Ins Herz des Labyrinths – Ein radikaler Christ in der „christlichen“ Gesellschaft
Zu Walter Warnachs gesammelten Schriften
VON PETER HAMM
In seinem liebevoll weitenden Vorwort zu den gesammelten Schriften Walter Warnachs, der zusammen mit ihm, Werner Trott zu Solz und HAP Grieshaber in den sechziger Jahren die ebenso lebendige wie kurzlebige Zeitschrift Labyrinth herausgab, beteuert Heinrich Böll, dieser Mann, dem er mehr verdanke, als dieser wissen könne, sei „keiner der ominösen Stillen im Lande oder gar eine verborgene graue Eminenz“, sondern er spreche „offen und öffentlich“.

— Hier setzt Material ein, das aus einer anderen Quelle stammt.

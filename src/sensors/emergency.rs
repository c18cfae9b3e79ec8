// Copyright (c) 2026 bad-antics
// Licensed under the MIT License. See LICENSE file in the project root.

//! Emergency-stop input

use std::path::{Path, PathBuf};

use anyhow::{bail, Context, Result};
use tracing::warn;

use super::LevelInput;
use crate::config::EmergencyConfig;

/// GPIO exposed through a sysfs-style `value` file ("0" or "1")
pub struct SysfsLevelInput {
    path: PathBuf,
}

impl SysfsLevelInput {
    pub fn new(path: &Path) -> Self {
        Self {
            path: path.to_path_buf(),
        }
    }
}

impl LevelInput for SysfsLevelInput {
    fn read_level(&mut self) -> Result<bool> {
        let raw = std::fs::read_to_string(&self.path)
            .with_context(|| format!("reading {:?}", self.path))?;
        match raw.trim() {
            "0" => Ok(false),
            "1" => Ok(true),
            other => bail!("unexpected GPIO value {:?} in {:?}", other, self.path),
        }
    }
}

/// A pin held at a constant level
pub struct FixedLevel(pub bool);

impl LevelInput for FixedLevel {
    fn read_level(&mut self) -> Result<bool> {
        Ok(self.0)
    }
}

/// Emergency-stop switch with wiring polarity applied
pub struct EmergencyStop {
    input: Box<dyn LevelInput>,
    active_low: bool,
}

impl EmergencyStop {
    pub fn new(input: Box<dyn LevelInput>, active_low: bool) -> Self {
        Self { input, active_low }
    }

    /// No switch wired: a pull-up holds the pin inactive
    pub fn unwired() -> Self {
        Self::new(Box::new(FixedLevel(true)), true)
    }

    pub fn from_config(config: &EmergencyConfig) -> Self {
        match &config.gpio_value_path {
            Some(path) if config.enabled => {
                Self::new(Box::new(SysfsLevelInput::new(path)), config.active_low)
            }
            _ => Self::unwired(),
        }
    }

    /// Sample the switch. An unreadable input counts as asserted.
    pub fn asserted(&mut self) -> bool {
        match self.input.read_level() {
            Ok(level) => level != self.active_low,
            Err(e) => {
                warn!("Emergency input unreadable, treating as asserted: {:#}", e);
                true
            }
        }
    }
}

Ich fürchte, Heinrich Böll verwechselt da leider seine und Warnachs Heimatstadt Köln, in welcher der inzwischen Dreiundsiebzigjährige – zumindest in einem kleinen Kreis – hohe Reputation genießt, mit der Öffentlichkeit; man mache nur einmal die Probe aufs Exempel und verlange irgendwo sonst in einer als gut sortiert geltenden Buchhandlung das Buch von Walter Warnach, Wege im Labyrinth. Ich möchte wetten, daß es – Ausnahmen bestätigen die Regel – nicht vorrätig sein wird, sondern erst bestellt werden muß.
Die Gründe für diese Ignoranz gegenüber einem Mann wie Walter Warnach erscheinen mir ebenso rätselhaft wie symptomatisch; rätselhaft, weil Warnach einprägsame Formeln wie kein anderer für den Bewußtseinszustand der deutschen Nachkriegsgesellschaft gefunden hat – ich erwähne hier nur einmal die von der „Verlorenen Niederlage“ (die Warnach bereits 1955 konstatierte) und symptomatisch, weil eben gerade dies, was derartige Definitionen so genau festhalten, so genau kaum jemand wissen wollte. Alle waren schließlich mit Wiederaufbau beschäftigt, mit Renovation und Restauration, und da war einer im Wege, der – wie Warnach – nicht nur von der deutschen Schuld sprach, was als eine Art Pflichtübung zunächst noch viele taten, sondern der diese Schuld geradezu als Gottesgeschenk, zumindest als die allergrößte Chance für eine Neubesinnung begriffen haben wollte und also anschrieb gegen die Illusion von der Wiederherstellung einer Ordnung, aus der heraus seiner Meinung nach ja doch diese deutsche Schuld erwachsen war.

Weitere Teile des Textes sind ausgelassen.